Il 6 ottobre Robert Kocharyan, presidente armeno dal 1998 al 2008, ha annunciato l’intenzione di partecipare alle prossime elezioni parlamentari, il cui svolgimento è previsto per giugno 2026. Al momento, l’ex presidente della Repubblica si trova alla guida di Alleanza Armena, un blocco politico d’opposizione fondato nel 2021 attraverso l’accorpamento di tre partiti, ovvero la Federazione Rivoluzionaria Armena (ARF), Armenia Rinata e Unica Armenia. Stando alle parole di Kocharyan, l’attuale primo ministro Nikol Pashinyan e il suo partito Contratto Civile non avrebbero alcuna possibilità di vincere le prossime tornate elettorali, in quanto sgraditi dall’opinione pubblica domestica.
L’ex capo di Stato è particolarmente critico nei confronti della linea filoccidentale che caratterizza l’attuale governo in carica, deciso ad abbandonare l’alleanza con il Cremlino in favore dell’integrazione euroatlantica. Secondo Kocharyan infatti Erevan non avrebbe alcuna speranza di entrare nell’Unione Europea, dalla quale difficilmente potrebbe ottenere benefici. Pertanto il leader di Alleanza Armena propone il miglioramento dei rapporti con Mosca, la quale è stata garante della sicurezza armena fino a pochi anni or sono. Inoltre, l’opposizione accusa Pashinyan di pusillanimità, interpretando le concessioni fatte all’Azerbaigian come una scellerata politica di appeasement.

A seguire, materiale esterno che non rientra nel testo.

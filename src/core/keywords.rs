//! Keyword dictionary and feature inference over free-text descriptions

use once_cell::sync::Lazy;
use regex::RegexSet;
use std::collections::HashMap;

/// Highest score a single feature can reach from keyword matches
pub const MAX_INFERRED_SCORE: u8 = 3;

/// Patterns that indicate a locality feature, matched against lower-cased text
pub const FEATURE_KEYWORDS: &[(&str, &[&str])] = &[
    ("safety", &[r"safe", r"security", r"gated", r"guard", r"cctv"]),
    (
        "affordability",
        &[r"affordable", r"budget", r"low price", r"cheap", r"value for money"],
    ),
    ("cleanliness", &[r"clean", r"well[- ]?maintained", r"hygienic", r"neat"]),
    (
        "commute",
        &[
            r"public transit",
            r"metro",
            r"bus",
            r"commute",
            r"accessible",
            r"connectivity",
            r"transport",
        ],
    ),
    (
        "greenery",
        &[r"park", r"green", r"garden", r"tree", r"nature", r"open space"],
    ),
    (
        "nightlife",
        &[r"nightlife", r"restaurant", r"cafe", r"bar", r"entertainment", r"social"],
    ),
    ("quiet", &[r"quiet", r"peaceful", r"serene", r"calm"]),
    ("lively", &[r"lively", r"vibrant", r"bustling", r"active", r"busy"]),
    (
        "family",
        &[r"family", r"kids", r"school", r"child", r"playground", r"community"],
    ),
];

static DICTIONARY: Lazy<HashMap<&'static str, RegexSet>> = Lazy::new(|| {
    FEATURE_KEYWORDS
        .iter()
        .map(|(feature, patterns)| {
            let set = RegexSet::new(patterns.iter()).expect("keyword patterns are valid regexes");
            (*feature, set)
        })
        .collect()
});

/// Score how strongly `text` mentions `feature`, 0 to 3
///
/// Each pattern counts once no matter how often it occurs. Unknown features score 0.
pub fn infer_score(text: &str, feature: &str) -> u8 {
    let Some(patterns) = DICTIONARY.get(feature) else {
        return 0;
    };

    let text = text.to_lowercase();
    let hits = patterns.matches(&text).iter().count();

    hits.min(MAX_INFERRED_SCORE as usize) as u8
}

#[cfg(test)]
mod tests {
    use super::*;

    #[test]
    fn test_presence_counts_once_per_pattern() {
        assert_eq!(infer_score("safe safe safe", "safety"), 1);
        assert_eq!(infer_score("safe and gated", "safety"), 2);
    }

    #[test]
    fn test_score_capped_at_three() {
        let text = "safe, gated, security guard and cctv everywhere";
        assert_eq!(infer_score(text, "safety"), 3);
    }

    #[test]
    fn test_case_insensitive() {
        assert_eq!(infer_score("Close to METRO and BUS stops", "commute"), 2);
    }

    #[test]
    fn test_unknown_feature_scores_zero() {
        assert_eq!(infer_score("safe and quiet", "ocean view"), 0);
        assert_eq!(infer_score("safe and quiet", ""), 0);
    }

    #[test]
    fn test_substring_matching() {
        // "barrier" contains "bar"
        assert_eq!(infer_score("noise barrier", "nightlife"), 1);
    }

    #[test]
    fn test_maintained_variants() {
        assert_eq!(infer_score("well maintained", "cleanliness"), 1);
        assert_eq!(infer_score("well-maintained", "cleanliness"), 1);
        assert_eq!(infer_score("wellmaintained", "cleanliness"), 1);
    }

    #[test]
    fn test_vibe_only_features() {
        assert_eq!(infer_score("quiet and calm", "quiet"), 2);
        assert_eq!(infer_score("busy, lively street", "lively"), 2);
        assert_eq!(infer_score("peaceful family community near a school", "family"), 3);
    }

    #[test]
    fn test_empty_text() {
        for (feature, _) in FEATURE_KEYWORDS {
            assert_eq!(infer_score("", feature), 0);
        }
    }
}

Kocharyan intende quindi cavalcare il patriottismo armeno, stimolato dalla tragica perdita del Nagorno Karabakh, proponendo una politica estera russofila e più attenta alla sicurezza nazionale. Tuttavia, un eventuale ritorno al potere non sarà affatto facile: in effetti, la sua presidenza si distinse per l’autoritarismo e la corruzione dilagante, che rendono inviso tale politico agli occhi di molti concittadini.